TASK: With "PreviewEnrollmentRequest" as the search word, show every line of the material that has it.

◇ ◇ ◇

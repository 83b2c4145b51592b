use chrono::NaiveDate;
use rust_decimal::Decimal;
use serde::{Deserialize, Serialize};
use uuid::Uuid;

use super::{fee::TaxableFee, LocalizedText, ValidationError};

/// Days during which a new contract can be cancelled without penalty
pub const DEFAULT_COOLING_OFF_DAYS: u32 = 7;
pub const DEFAULT_NOTICE_PERIOD_DAYS: u32 = 30;

#[derive(Clone, Copy, Debug, PartialEq, Eq, Serialize, Deserialize)]
#[serde(rename_all = "SCREAMING_SNAKE_CASE")]
pub enum BillingPeriod {
    Daily,
    Weekly,
    Biweekly,
    Monthly,
    Quarterly,
    Yearly,
    OneTime,
}

impl BillingPeriod {
    /// Default length of one period, in days
    ///
    /// One-time plans have no natural length and must carry an explicit duration.
    pub fn default_days(&self) -> Option<u32> {
        match self {
            BillingPeriod::Daily => Some(1),
            BillingPeriod::Weekly => Some(7),
            BillingPeriod::Biweekly => Some(14),
            BillingPeriod::Monthly => Some(30),
            BillingPeriod::Quarterly => Some(90),
            BillingPeriod::Yearly => Some(365),
            BillingPeriod::OneTime => None,
        }
    }
}

/// Static pricing terms of a membership plan
#[derive(Clone, Debug, PartialEq, Eq, Serialize, Deserialize)]
#[serde(rename_all = "camelCase")]
pub struct PlanPricing {
    pub membership_fee: TaxableFee,
    /// A zero administration fee means the plan waives it
    pub administration_fee: TaxableFee,
    /// One-time fee charged on a member's first subscription
    pub join_fee: TaxableFee,
    pub billing_period: BillingPeriod,
    #[serde(default)]
    pub duration_days: Option<u32>,
}

impl PlanPricing {
    /// Currency shared by all the fees of the plan
    pub fn currency(&self) -> Result<&str, ValidationError> {
        let currency = self.membership_fee.currency();
        for fee in [&self.administration_fee, &self.join_fee] {
            if fee.currency() != currency {
                return Err(ValidationError::new(format!(
                    "plan fees mix currencies: {} and {}",
                    currency,
                    fee.currency()
                )));
            }
        }
        Ok(currency)
    }

    pub fn effective_duration_days(&self) -> Result<u32, ValidationError> {
        match self.duration_days {
            Some(0) => Err(ValidationError::new("plan duration must be at least one day")),
            Some(days) => Ok(days),
            None => self.billing_period.default_days().ok_or_else(|| {
                ValidationError::new("one-time plans require an explicit duration")
            }),
        }
    }
}

#[derive(Clone, Copy, Debug, Default, PartialEq, Eq, Serialize, Deserialize)]
#[serde(rename_all = "SCREAMING_SNAKE_CASE")]
pub enum ContractType {
    #[default]
    MonthToMonth,
    FixedTerm,
}

/// Contract length requested at enrollment
#[derive(Clone, Copy, Debug, Default, PartialEq, Eq, Serialize, Deserialize)]
#[serde(rename_all = "SCREAMING_SNAKE_CASE")]
pub enum ContractTerm {
    #[default]
    Monthly,
    Quarterly,
    SemiAnnual,
    Annual,
}

impl ContractTerm {
    pub fn months(&self) -> u32 {
        match self {
            ContractTerm::Monthly => 1,
            ContractTerm::Quarterly => 3,
            ContractTerm::SemiAnnual => 6,
            ContractTerm::Annual => 12,
        }
    }
}

/// Fee charged when a member leaves during the commitment period
#[derive(Clone, Copy, Debug, Default, PartialEq, Eq, Serialize, Deserialize)]
#[serde(tag = "type", content = "value", rename_all = "SCREAMING_SNAKE_CASE")]
pub enum TerminationFeePolicy {
    None,
    /// Fixed amount
    FlatFee(Decimal),
    /// Gross monthly membership fee for every remaining commitment month
    #[default]
    RemainingMonths,
    /// Percentage of the remaining commitment value
    Percentage(Decimal),
}

/// Contractual terms attached to a plan
#[derive(Clone, Debug, PartialEq, Eq, Serialize, Deserialize)]
#[serde(rename_all = "camelCase", default)]
pub struct ContractTerms {
    pub contract_type: ContractType,
    /// Minimum commitment for fixed-term contracts
    pub commitment_months: u32,
    pub notice_period_days: u32,
    pub cooling_off_days: u32,
    pub early_termination_fee: TerminationFeePolicy,
}

impl Default for ContractTerms {
    fn default() -> Self {
        Self {
            contract_type: ContractType::MonthToMonth,
            commitment_months: 0,
            notice_period_days: DEFAULT_NOTICE_PERIOD_DAYS,
            cooling_off_days: DEFAULT_COOLING_OFF_DAYS,
            early_termination_fee: TerminationFeePolicy::default(),
        }
    }
}

impl ContractTerms {
    /// Months a contract under the requested term binds the member for
    ///
    /// Month-to-month contracts bind for 0 months. Fixed-term contracts bind for the whole
    /// term, which must cover the plan's minimum commitment.
    pub fn term_months(&self, term: ContractTerm) -> Result<u32, ValidationError> {
        match self.contract_type {
            ContractType::MonthToMonth => Ok(0),
            ContractType::FixedTerm => {
                let months = term.months();
                if months < self.commitment_months {
                    return Err(ValidationError::new(format!(
                        "contract term of {months} month(s) is shorter than the plan's {} \
                         month commitment",
                        self.commitment_months
                    )));
                }
                Ok(months)
            }
        }
    }
}

/// Membership plan as resolved from the plan catalog
#[derive(Clone, Debug, PartialEq, Eq, Serialize, Deserialize)]
#[serde(rename_all = "camelCase")]
pub struct Plan {
    pub id: Uuid,
    pub name: LocalizedText,
    #[serde(default = "active_by_default")]
    pub active: bool,
    #[serde(default)]
    pub available_from: Option<NaiveDate>,
    #[serde(default)]
    pub available_until: Option<NaiveDate>,
    #[serde(default)]
    pub minimum_age: Option<u32>,
    #[serde(default)]
    pub maximum_age: Option<u32>,
    pub pricing: PlanPricing,
    #[serde(default)]
    pub contract: ContractTerms,
}

fn active_by_default() -> bool {
    true
}

impl Plan {
    /// Whether the plan can be sold on the given date
    pub fn is_available_on(&self, date: NaiveDate) -> bool {
        let started = self.available_from.map_or(true, |from| from <= date);
        let not_ended = self.available_until.map_or(true, |until| date <= until);
        started && not_ended
    }

    pub fn has_age_restriction(&self) -> bool {
        self.minimum_age.is_some() || self.maximum_age.is_some()
    }

    pub fn is_age_eligible(&self, age: u32) -> bool {
        self.minimum_age.map_or(true, |min| age >= min)
            && self.maximum_age.map_or(true, |max| age <= max)
    }
}

#[cfg(test)]
mod tests {
    use super::*;
    use rstest::*;
    use rust_decimal_macros::dec;
    use speculoos::prelude::*;

    fn pricing(billing_period: BillingPeriod, duration_days: Option<u32>) -> PlanPricing {
        PlanPricing {
            membership_fee: TaxableFee::new(dec!(200), "SAR", dec!(15)).unwrap(),
            administration_fee: TaxableFee::new(dec!(50), "SAR", dec!(15)).unwrap(),
            join_fee: TaxableFee::new(dec!(100), "SAR", dec!(15)).unwrap(),
            billing_period,
            duration_days,
        }
    }

    #[rstest]
    #[case(BillingPeriod::Daily, None, 1)]
    #[case(BillingPeriod::Weekly, None, 7)]
    #[case(BillingPeriod::Biweekly, None, 14)]
    #[case(BillingPeriod::Monthly, None, 30)]
    #[case(BillingPeriod::Quarterly, None, 90)]
    #[case(BillingPeriod::Yearly, None, 365)]
    #[case(BillingPeriod::Monthly, Some(31), 31)]
    #[case(BillingPeriod::OneTime, Some(10), 10)]
    fn test_effective_duration_days(
        #[case] billing_period: BillingPeriod,
        #[case] duration_days: Option<u32>,
        #[case] expected: u32,
    ) {
        let res = pricing(billing_period, duration_days).effective_duration_days();

        assert_that!(res).is_ok().is_equal_to(expected);
    }

    #[rstest]
    #[case(BillingPeriod::OneTime, None)]
    #[case(BillingPeriod::Monthly, Some(0))]
    fn test_effective_duration_days_invalid(
        #[case] billing_period: BillingPeriod,
        #[case] duration_days: Option<u32>,
    ) {
        assert_that!(pricing(billing_period, duration_days).effective_duration_days()).is_err();
    }

    #[test]
    fn test_currency_mismatch() {
        let mut pricing = pricing(BillingPeriod::Monthly, None);
        assert_that!(pricing.currency()).is_ok().is_equal_to("SAR");

        pricing.join_fee = TaxableFee::new(dec!(100), "USD", dec!(0)).unwrap();
        assert_that!(pricing.currency()).is_err();
    }

    #[rstest]
    #[case(ContractTerm::Monthly, 0)]
    #[case(ContractTerm::Annual, 0)]
    fn test_month_to_month_has_no_commitment(#[case] term: ContractTerm, #[case] expected: u32) {
        let terms = ContractTerms::default();

        assert_that!(terms.term_months(term))
            .is_ok()
            .is_equal_to(expected);
    }

    #[test]
    fn test_fixed_term_months() {
        let terms = ContractTerms {
            contract_type: ContractType::FixedTerm,
            commitment_months: 6,
            ..ContractTerms::default()
        };

        assert_that!(terms.term_months(ContractTerm::Annual))
            .is_ok()
            .is_equal_to(12);
        assert_that!(terms.term_months(ContractTerm::SemiAnnual))
            .is_ok()
            .is_equal_to(6);
        assert_that!(terms.term_months(ContractTerm::Quarterly)).is_err();
    }

    #[test]
    fn test_availability_and_age() {
        let plan = Plan {
            id: Uuid::new_v4(),
            name: LocalizedText::new("Gold"),
            active: true,
            available_from: NaiveDate::from_ymd_opt(2026, 1, 1),
            available_until: NaiveDate::from_ymd_opt(2026, 12, 31),
            minimum_age: Some(16),
            maximum_age: None,
            pricing: pricing(BillingPeriod::Monthly, None),
            contract: ContractTerms::default(),
        };

        assert_that!(plan.is_available_on(NaiveDate::from_ymd_opt(2026, 6, 1).unwrap())).is_true();
        assert_that!(plan.is_available_on(NaiveDate::from_ymd_opt(2025, 12, 31).unwrap()))
            .is_false();
        assert_that!(plan.is_available_on(NaiveDate::from_ymd_opt(2027, 1, 1).unwrap())).is_false();
        assert_that!(plan.has_age_restriction()).is_true();
        assert_that!(plan.is_age_eligible(15)).is_false();
        assert_that!(plan.is_age_eligible(16)).is_true();
    }

    #[test]
    fn test_contract_terms_deserialize_defaults() {
        let terms: ContractTerms = serde_json::from_str(
            r#"{
                "contractType": "FIXED_TERM",
                "commitmentMonths": 12,
                "earlyTerminationFee": {"type": "FLAT_FEE", "value": "150"}
            }"#,
        )
        .unwrap();

        assert_that!(terms.contract_type).is_equal_to(ContractType::FixedTerm);
        assert_that!(terms.cooling_off_days).is_equal_to(DEFAULT_COOLING_OFF_DAYS);
        assert_that!(terms.notice_period_days).is_equal_to(DEFAULT_NOTICE_PERIOD_DAYS);
        assert_that!(terms.early_termination_fee)
            .is_equal_to(TerminationFeePolicy::FlatFee(dec!(150)));
    }
}
pub mod system;
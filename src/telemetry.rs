use crate::config::TelemetryConfig;
use tracing_subscriber::filter::ParseError;
use tracing_subscriber::EnvFilter;

#[derive(Debug, thiserror::Error)]
pub enum TelemetryError {
    #[error("invalid log level/filter '{value}': unable to build EnvFilter")]
    EnvFilter {
        value: String,
        #[source]
        source: ParseError,
    },
    #[error("telemetry error: {0}")]
    Subscriber(Box<dyn std::error::Error + Send + Sync>),
}

/// Install the global subscriber
///
/// `RUST_LOG` takes precedence over the configured level.
pub fn init(config: &TelemetryConfig) -> Result<(), TelemetryError> {
    let env_filter = match EnvFilter::try_from_default_env() {
        Ok(filter) => filter,
        Err(_) => {
            EnvFilter::try_new(&config.log_level).map_err(|source| TelemetryError::EnvFilter {
                value: config.log_level.clone(),
                source,
            })?
        }
    };

    tracing_subscriber::fmt()
        .with_env_filter(env_filter)
        .with_target(false)
        .compact()
        .with_ansi(false)
        .try_init()
        .map_err(TelemetryError::Subscriber)
}
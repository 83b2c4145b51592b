use chrono::NaiveDate;
use rust_decimal::Decimal;
use serde::{Deserialize, Serialize};
use uuid::Uuid;

use super::{fee::round_money, ValidationError};

#[derive(Clone, Copy, Debug, PartialEq, Eq, Serialize, Deserialize)]
#[serde(rename_all = "SCREAMING_SNAKE_CASE")]
pub enum DiscountKind {
    Percentage,
    FixedAmount,
}

/// Discount granted by staff at enrollment
#[derive(Clone, Copy, Debug, PartialEq, Eq, Serialize, Deserialize)]
#[serde(rename_all = "camelCase")]
pub struct Discount {
    #[serde(rename = "type")]
    pub kind: DiscountKind,
    pub value: Decimal,
}

impl Discount {
    /// Amount taken off the given subtotal
    pub fn resolve(&self, subtotal: Decimal) -> Result<Decimal, ValidationError> {
        if self.value < Decimal::ZERO {
            return Err(ValidationError::new("discount value must not be negative"));
        }
        match self.kind {
            DiscountKind::Percentage => percentage_of(subtotal, self.value),
            DiscountKind::FixedAmount => Ok(round_money(self.value)),
        }
    }
}

fn percentage_of(amount: Decimal, percent: Decimal) -> Result<Decimal, ValidationError> {
    if percent > Decimal::ONE_HUNDRED {
        return Err(ValidationError::new(format!(
            "discount percentage must not exceed 100, got {percent}"
        )));
    }
    Ok(round_money(amount * percent / Decimal::ONE_HUNDRED))
}

#[derive(Clone, Copy, Debug, PartialEq, Eq, Serialize, Deserialize)]
#[serde(tag = "type", content = "value", rename_all = "SCREAMING_SNAKE_CASE")]
pub enum VoucherKind {
    Percentage(Decimal),
    FixedAmount(Decimal),
    /// Free days added to the first subscription, no price reduction
    FreeTrial(u32),
}

/// Promotional voucher as stored in the voucher catalog
#[derive(Clone, Debug, PartialEq, Eq, Serialize, Deserialize)]
#[serde(rename_all = "camelCase")]
pub struct Voucher {
    pub id: Uuid,
    pub code: String,
    #[serde(default = "active_by_default")]
    pub active: bool,
    pub kind: VoucherKind,
    #[serde(default)]
    pub valid_from: Option<NaiveDate>,
    #[serde(default)]
    pub valid_until: Option<NaiveDate>,
    /// Total number of redemptions allowed across all members
    #[serde(default)]
    pub max_uses: Option<u32>,
    #[serde(default = "one_use_per_member")]
    pub max_uses_per_member: u32,
    #[serde(default)]
    pub first_time_member_only: bool,
    #[serde(default)]
    pub minimum_purchase: Option<Decimal>,
    /// Plans the voucher applies to, empty for all plans
    #[serde(default)]
    pub applicable_plan_ids: Vec<Uuid>,
}

fn active_by_default() -> bool {
    true
}

fn one_use_per_member() -> u32 {
    1
}

/// Number of times a voucher was already redeemed
#[derive(Clone, Copy, Debug, Default, PartialEq, Eq)]
pub struct VoucherUsage {
    pub total: u32,
    pub by_member: u32,
}

/// Everything a voucher's rules are checked against
#[derive(Clone, Copy, Debug)]
pub struct RedemptionContext {
    pub plan_id: Uuid,
    pub subtotal: Decimal,
    pub first_subscription: bool,
    pub usage: VoucherUsage,
    pub today: NaiveDate,
}

/// Outcome of a successful voucher check
#[derive(Clone, Debug, PartialEq, Eq, Serialize)]
#[serde(rename_all = "camelCase")]
pub struct VoucherRedemption {
    pub voucher_id: Uuid,
    pub code: String,
    pub discount_amount: Decimal,
    pub free_trial_days: u32,
    /// Limits checked again by the store when the redemption is committed
    #[serde(skip)]
    pub max_uses: Option<u32>,
    #[serde(skip)]
    pub max_uses_per_member: u32,
}

#[derive(Clone, Copy, Debug, PartialEq, Eq, thiserror::Error)]
pub enum VoucherRejection {
    #[error("voucher is inactive")]
    Inactive,
    #[error("voucher is not valid yet")]
    NotYetValid,
    #[error("voucher has expired")]
    Expired,
    #[error("voucher usage limit reached")]
    LimitReached,
    #[error("voucher already used by this member")]
    MemberLimitReached,
    #[error("voucher is reserved for first-time members")]
    FirstTimeOnly,
    #[error("purchase amount is below the voucher minimum")]
    MinimumNotMet,
    #[error("voucher does not apply to this plan")]
    NotApplicablePlan,
}

impl VoucherRejection {
    pub fn code(&self) -> &'static str {
        match self {
            VoucherRejection::Inactive => "INACTIVE",
            VoucherRejection::NotYetValid => "NOT_YET_VALID",
            VoucherRejection::Expired => "EXPIRED",
            VoucherRejection::LimitReached => "LIMIT_REACHED",
            VoucherRejection::MemberLimitReached => "MEMBER_LIMIT_REACHED",
            VoucherRejection::FirstTimeOnly => "FIRST_TIME_ONLY",
            VoucherRejection::MinimumNotMet => "MINIMUM_NOT_MET",
            VoucherRejection::NotApplicablePlan => "NOT_APPLICABLE_PLAN",
        }
    }

    /// Rejections caused by earlier redemptions rather than by the request itself
    pub fn is_conflict(&self) -> bool {
        matches!(
            self,
            VoucherRejection::LimitReached | VoucherRejection::MemberLimitReached
        )
    }
}

/// Vouchers are looked up by upper-case, trimmed code
pub fn normalize_code(code: &str) -> String {
    code.trim().to_ascii_uppercase()
}

impl Voucher {
    pub fn redeem(&self, ctx: &RedemptionContext) -> Result<VoucherRedemption, VoucherRejection> {
        if !self.active {
            return Err(VoucherRejection::Inactive);
        }
        if self.valid_from.is_some_and(|from| ctx.today < from) {
            return Err(VoucherRejection::NotYetValid);
        }
        if self.valid_until.is_some_and(|until| ctx.today > until) {
            return Err(VoucherRejection::Expired);
        }
        if self.max_uses.is_some_and(|max| ctx.usage.total >= max) {
            return Err(VoucherRejection::LimitReached);
        }
        if ctx.usage.by_member >= self.max_uses_per_member {
            return Err(VoucherRejection::MemberLimitReached);
        }
        if self.first_time_member_only && !ctx.first_subscription {
            return Err(VoucherRejection::FirstTimeOnly);
        }
        if self
            .minimum_purchase
            .is_some_and(|minimum| ctx.subtotal < minimum)
        {
            return Err(VoucherRejection::MinimumNotMet);
        }
        if !self.applicable_plan_ids.is_empty() && !self.applicable_plan_ids.contains(&ctx.plan_id)
        {
            return Err(VoucherRejection::NotApplicablePlan);
        }

        let (discount_amount, free_trial_days) = match self.kind {
            // Catalog entries are trusted, out of range values are clamped
            VoucherKind::Percentage(percent) => (
                round_money(
                    ctx.subtotal * percent.clamp(Decimal::ZERO, Decimal::ONE_HUNDRED)
                        / Decimal::ONE_HUNDRED,
                ),
                0,
            ),
            VoucherKind::FixedAmount(amount) => (round_money(amount.max(Decimal::ZERO)), 0),
            VoucherKind::FreeTrial(days) => (round_money(Decimal::ZERO), days),
        };

        Ok(VoucherRedemption {
            voucher_id: self.id,
            code: normalize_code(&self.code),
            discount_amount,
            free_trial_days,
            max_uses: self.max_uses,
            max_uses_per_member: self.max_uses_per_member,
        })
    }
}
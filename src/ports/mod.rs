pub mod clock;
pub mod database;
pub mod member;
pub mod notification;
pub mod plan;
pub mod voucher;
use axum::{
    extract::{rejection::JsonRejection, State},
    http::StatusCode,
    response::{IntoResponse, Response},
    routing::{get, post},
    Json, Router,
};
use chrono::NaiveDate;
use rust_decimal::Decimal;
use serde::Deserialize;
use serde_json::json;
use tower::ServiceExt;
use uuid::Uuid;

use crate::{
    commands::{
        enroll::{EnrollRequest, EnrollmentResponse, MemberInput},
        preview_enrollment::PreviewEnrollmentRequest,
        DomainLogic, EnrollmentTerms, Error,
    },
    domain::{enrollment::EnrollmentPreview, plan::ContractTerm, voucher::Discount, NewMember},
    ports::{
        database::DatabasePort, member::MemberPort, notification::NotificationPort,
        plan::PlanCatalogPort, voucher::VoucherPort,
    },
};

#[derive(Debug, Deserialize)]
#[serde(rename_all = "camelCase")]
pub struct EnrollmentPreviewRequest {
    pub plan_id: Uuid,
    #[serde(default)]
    pub contract_term: ContractTerm,
    #[serde(default)]
    pub voucher_code: Option<String>,
    #[serde(default)]
    pub discount: Option<Discount>,
    #[serde(default)]
    pub existing_member_id: Option<Uuid>,
}

/// Enrollment of either a known member (`memberId`) or a new one (`member`)
#[derive(Debug, Deserialize)]
#[serde(rename_all = "camelCase")]
pub struct EnrollmentRequest {
    pub plan_id: Uuid,
    #[serde(default)]
    pub contract_term: ContractTerm,
    #[serde(default)]
    pub voucher_code: Option<String>,
    #[serde(default)]
    pub discount: Option<Discount>,
    #[serde(default)]
    pub member_id: Option<Uuid>,
    #[serde(default)]
    pub member: Option<NewMember>,
    /// Defaults to the server's current date
    #[serde(default)]
    pub start_date: Option<NaiveDate>,
    #[serde(default)]
    pub auto_renew: bool,
    #[serde(default)]
    pub paid_amount: Option<Decimal>,
    #[serde(default = "enabled")]
    pub create_contract: bool,
    #[serde(default = "enabled")]
    pub create_invoice: bool,
    #[serde(default)]
    pub expected_total: Option<Decimal>,
    #[serde(default)]
    pub staff_notes: Option<String>,
}

fn enabled() -> bool {
    true
}

impl TryFrom<EnrollmentRequest> for EnrollRequest {
    type Error = Error;

    fn try_from(body: EnrollmentRequest) -> Result<Self, Self::Error> {
        let member = match (body.member_id, body.member) {
            (Some(member_id), None) => MemberInput::Existing(member_id),
            (None, Some(member)) => MemberInput::New(member),
            (Some(_), Some(_)) => {
                return Err(Error::Validation(
                    "provide either memberId or member, not both".into(),
                ))
            }
            (None, None) => {
                return Err(Error::Validation("memberId or member is required".into()))
            }
        };

        Ok(Self {
            terms: EnrollmentTerms {
                plan_id: body.plan_id,
                contract_term: body.contract_term,
                voucher_code: body.voucher_code,
                discount: body.discount,
            },
            member,
            start_date: body.start_date,
            auto_renew: body.auto_renew,
            paid_amount: body.paid_amount,
            create_contract: body.create_contract,
            create_invoice: body.create_invoice,
            expected_total: body.expected_total,
            staff_notes: body.staff_notes,
        })
    }
}

#[derive(Debug, thiserror::Error)]
pub enum ApiError {
    #[error(transparent)]
    Command(#[from] Error),
    #[error("invalid request body: {0}")]
    InvalidBody(#[from] JsonRejection),
}

impl ApiError {
    fn status(&self) -> StatusCode {
        match self {
            ApiError::InvalidBody(_) | ApiError::Command(Error::Validation(_)) => {
                StatusCode::UNPROCESSABLE_ENTITY
            }
            ApiError::Command(Error::NotFound(_)) => StatusCode::NOT_FOUND,
            ApiError::Command(Error::Conflict(_)) => StatusCode::CONFLICT,
            ApiError::Command(Error::EnrollmentFailed(_)) => StatusCode::INTERNAL_SERVER_ERROR,
            ApiError::Command(Error::Adapter(_)) => StatusCode::SERVICE_UNAVAILABLE,
        }
    }

    fn code(&self) -> &'static str {
        match self {
            ApiError::Command(err) => err.code(),
            ApiError::InvalidBody(_) => "VALIDATION_ERROR",
        }
    }
}

impl IntoResponse for ApiError {
    fn into_response(self) -> Response {
        let status = self.status();
        if status.is_server_error() {
            tracing::error!(error = ?self, "request failed");
        }

        let body = Json(json!({
            "error": self.code(),
            "message": self.to_string(),
        }));
        (status, body).into_response()
    }
}

/// Router exposing enrollment preview and commit
pub fn router<C, V, M, D, N>(logic: DomainLogic<C, V, M, D, N>) -> Router
where
    C: PlanCatalogPort + Send + Sync + 'static,
    V: VoucherPort + Send + Sync + 'static,
    M: MemberPort + Send + Sync + 'static,
    D: DatabasePort + Send + Sync + 'static,
    N: NotificationPort + Send + Sync + 'static,
{
    Router::new()
        .route("/health", get(healthcheck))
        .route("/enrollments/preview", post(preview_handler::<C, V, M, D, N>))
        .route("/enrollments", post(enroll_handler::<C, V, M, D, N>))
        .with_state(logic)
}

async fn healthcheck() -> Json<serde_json::Value> {
    Json(json!({ "status": "ok" }))
}

async fn preview_handler<C, V, M, D, N>(
    State(logic): State<DomainLogic<C, V, M, D, N>>,
    payload: Result<Json<EnrollmentPreviewRequest>, JsonRejection>,
) -> Result<Json<EnrollmentPreview>, ApiError>
where
    C: PlanCatalogPort + Send + Sync + 'static,
    V: VoucherPort + Send + Sync + 'static,
    M: MemberPort + Send + Sync + 'static,
    D: DatabasePort + Send + Sync + 'static,
    N: NotificationPort + Send + Sync + 'static,
{
    let Json(body) = payload?;
    let req = PreviewEnrollmentRequest {
        terms: EnrollmentTerms {
            plan_id: body.plan_id,
            contract_term: body.contract_term,
            voucher_code: body.voucher_code,
            discount: body.discount,
        },
        existing_member_id: body.existing_member_id,
    };

    let preview = logic.oneshot(req).await?;
    Ok(Json(preview))
}

async fn enroll_handler<C, V, M, D, N>(
    State(logic): State<DomainLogic<C, V, M, D, N>>,
    payload: Result<Json<EnrollmentRequest>, JsonRejection>,
) -> Result<(StatusCode, Json<EnrollmentResponse>), ApiError>
where
    C: PlanCatalogPort + Send + Sync + 'static,
    V: VoucherPort + Send + Sync + 'static,
    M: MemberPort + Send + Sync + 'static,
    D: DatabasePort + Send + Sync + 'static,
    N: NotificationPort + Send + Sync + 'static,
{
    let Json(body) = payload?;
    let req = EnrollRequest::try_from(body)?;

    let enrollment = logic.oneshot(req).await?;
    Ok((StatusCode::CREATED, Json(enrollment)))
}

◇ ◇ ◇

RESPONSE:
        preview_enrollment::PreviewEnrollmentRequest,
    let req = PreviewEnrollmentRequest {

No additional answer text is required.